What this means is that every year on the anniversary of the policy, any gains in the market (based on the strategy which you have chosen and an index such as the S&P 500) will be credited to your policy and then ‘locked in’. So if the market goes down in the next year, not only will you not go down (you will stay level) but the gains made in the previous year that were locked in are yours as well. This can be compared to a ratchet on a jack for your car. As you move forward (up) you are protected from slipping backwards by the ratchet.
Let’s look at an example. Say you invest $100,000 and in year one the market (again as measured by an Index such as the S&P 500) goes up by 10% but your investment is subject to a 5% cap. Then at the end of year one, your investment will be worth $105,000. Say, then, that the market goes down by 10% in year two. Your investment at the end of year two will thus be worth $105,000 as you will not share in the market’s drop.
Contrast this with someone who is invested directly in the market (S&P 500). At the end of year 1 his investment is worth $110,000 (10% gain). But then at the end of year two, his investment is worth $99,000 as he would have lost 10% of $110,000.

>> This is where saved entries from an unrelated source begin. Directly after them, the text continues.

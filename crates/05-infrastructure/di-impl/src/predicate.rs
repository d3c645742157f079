//! 条件谓词编译

use di_abstractions::{eq_ignore_case, ConditionDeclaration, ContradictionReason, Finding, PredicateNode};
use infrastructure_common::ComponentId;
use tracing::debug;

/// 条件谓词编译器
#[derive(Debug, Clone, Copy, Default)]
pub struct PredicateCompiler;

impl PredicateCompiler {
    /// 创建编译器
    pub fn new() -> Self {
        Self
    }

    /// 编译组件的全部条件声明
    ///
    /// 没有声明时返回 `Ok(None)`。多个声明只有在能证明两两互斥时才以 `Or` 组合。
    pub fn compile(
        &self,
        component: &ComponentId,
        declarations: &[ConditionDeclaration],
    ) -> Result<Option<PredicateNode>, Finding> {
        let contradiction = |reason| Finding::ConditionContradiction {
            component: component.clone(),
            reason,
        };

        let mut compiled = Vec::with_capacity(declarations.len());
        for declaration in declarations {
            compiled.push(self.compile_one(declaration).map_err(contradiction)?);
        }

        for (index, first) in declarations.iter().enumerate() {
            for second in &declarations[index + 1..] {
                if !mutually_exclusive(first, second) {
                    return Err(contradiction(ContradictionReason::AmbiguousConditions {
                        declarations: declarations.len(),
                    }));
                }
            }
        }

        let predicate = match compiled.len() {
            0 => None,
            _ => Some(PredicateNode::or(compiled)),
        };
        if let Some(predicate) = &predicate {
            debug!("组件 {} 的条件谓词: {}", component, predicate);
        }
        Ok(predicate)
    }

    /// 编译单个条件声明
    pub fn compile_one(&self, declaration: &ConditionDeclaration) -> Result<PredicateNode, ContradictionReason> {
        if declaration.is_empty() {
            return Err(ContradictionReason::EmptyCondition);
        }

        let allowed = dedup_ignore_case(&declaration.allowed_environments);
        let denied = dedup_ignore_case(&declaration.denied_environments);
        if let Some(environment) = allowed
            .iter()
            .find(|env| denied.iter().any(|other| eq_ignore_case(env, other)))
        {
            return Err(ContradictionReason::EnvironmentAllowedAndDenied {
                environment: (*environment).to_string(),
            });
        }

        let mut parts = Vec::new();
        if !allowed.is_empty() {
            parts.push(PredicateNode::or(
                allowed.iter().map(|env| PredicateNode::env_equals(*env)).collect(),
            ));
        }
        if !denied.is_empty() {
            parts.push(PredicateNode::not(PredicateNode::or(
                denied.iter().map(|env| PredicateNode::env_equals(*env)).collect(),
            )));
        }
        parts.extend(compile_config(declaration)?);

        Ok(PredicateNode::and(parts))
    }
}

fn compile_config(declaration: &ConditionDeclaration) -> Result<Vec<PredicateNode>, ContradictionReason> {
    let equals = declaration.equals.as_deref();
    let not_equals = declaration.not_equals.as_deref();

    let Some(key) = declaration.config_key.as_deref() else {
        return match (equals, not_equals) {
            (None, None) => Ok(Vec::new()),
            _ => Err(ContradictionReason::OrphanedComparator),
        };
    };

    match (equals, not_equals) {
        (None, None) => Err(ContradictionReason::MissingComparator { key: key.to_string() }),
        (Some(value), None) => Ok(vec![PredicateNode::config_equals(key, value)]),
        (None, Some(value)) => Ok(vec![PredicateNode::config_not_equals(key, value)]),
        (Some(equal), Some(not_equal)) => {
            if eq_ignore_case(equal, not_equal) {
                Err(ContradictionReason::ConfigEqualAndNotEqual {
                    key: key.to_string(),
                    value: equal.to_string(),
                })
            } else if equal.is_empty() || not_equal.is_empty() {
                Err(ContradictionReason::ConflictingComparators { key: key.to_string() })
            } else {
                Ok(vec![
                    PredicateNode::config_equals(key, equal),
                    PredicateNode::config_not_equals(key, not_equal),
                ])
            }
        }
    }
}

/// 判断两个声明是否可证明互斥
fn mutually_exclusive(a: &ConditionDeclaration, b: &ConditionDeclaration) -> bool {
    environments_exclusive(a, b) || config_exclusive(a, b) || config_exclusive(b, a)
}

fn environments_exclusive(a: &ConditionDeclaration, b: &ConditionDeclaration) -> bool {
    fn contains(list: &[String], env: &str) -> bool {
        list.iter().any(|other| eq_ignore_case(other, env))
    }

    let disjoint_allow = !a.allowed_environments.is_empty()
        && !b.allowed_environments.is_empty()
        && a.allowed_environments
            .iter()
            .all(|env| !contains(&b.allowed_environments, env));

    let allow_denied = |x: &ConditionDeclaration, y: &ConditionDeclaration| {
        !x.allowed_environments.is_empty()
            && x.allowed_environments
                .iter()
                .all(|env| contains(&y.denied_environments, env))
    };

    disjoint_allow || allow_denied(a, b) || allow_denied(b, a)
}

fn config_exclusive(a: &ConditionDeclaration, b: &ConditionDeclaration) -> bool {
    let (Some(key_a), Some(key_b)) = (a.config_key.as_deref(), b.config_key.as_deref()) else {
        return false;
    };
    if !eq_ignore_case(key_a, key_b) {
        return false;
    }
    match (a.equals.as_deref(), b.equals.as_deref(), b.not_equals.as_deref()) {
        (Some(x), Some(y), _) if !eq_ignore_case(x, y) => true,
        (Some(x), _, Some(y)) => eq_ignore_case(x, y),
        _ => false,
    }
}

fn dedup_ignore_case(values: &[String]) -> Vec<&str> {
    let mut unique: Vec<&str> = Vec::with_capacity(values.len());
    for value in values {
        if !unique.iter().any(|kept| eq_ignore_case(kept, value)) {
            unique.push(value);
        }
    }
    unique
}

The bottom line is it’s safer to give up some of one’s gains in order to be protected from the downside and being assured that any gains made will be locked in on an annual basis.
This power of the reset is made all the more powerful when one bears in mind that if the market drops say, 10%, then it will need to grow by more than 10% (in fact 11.1%) in order for you to get back to where you were.
The power of the reset is significant, just ask anyone who was invested in FIAs (or not) in 2008.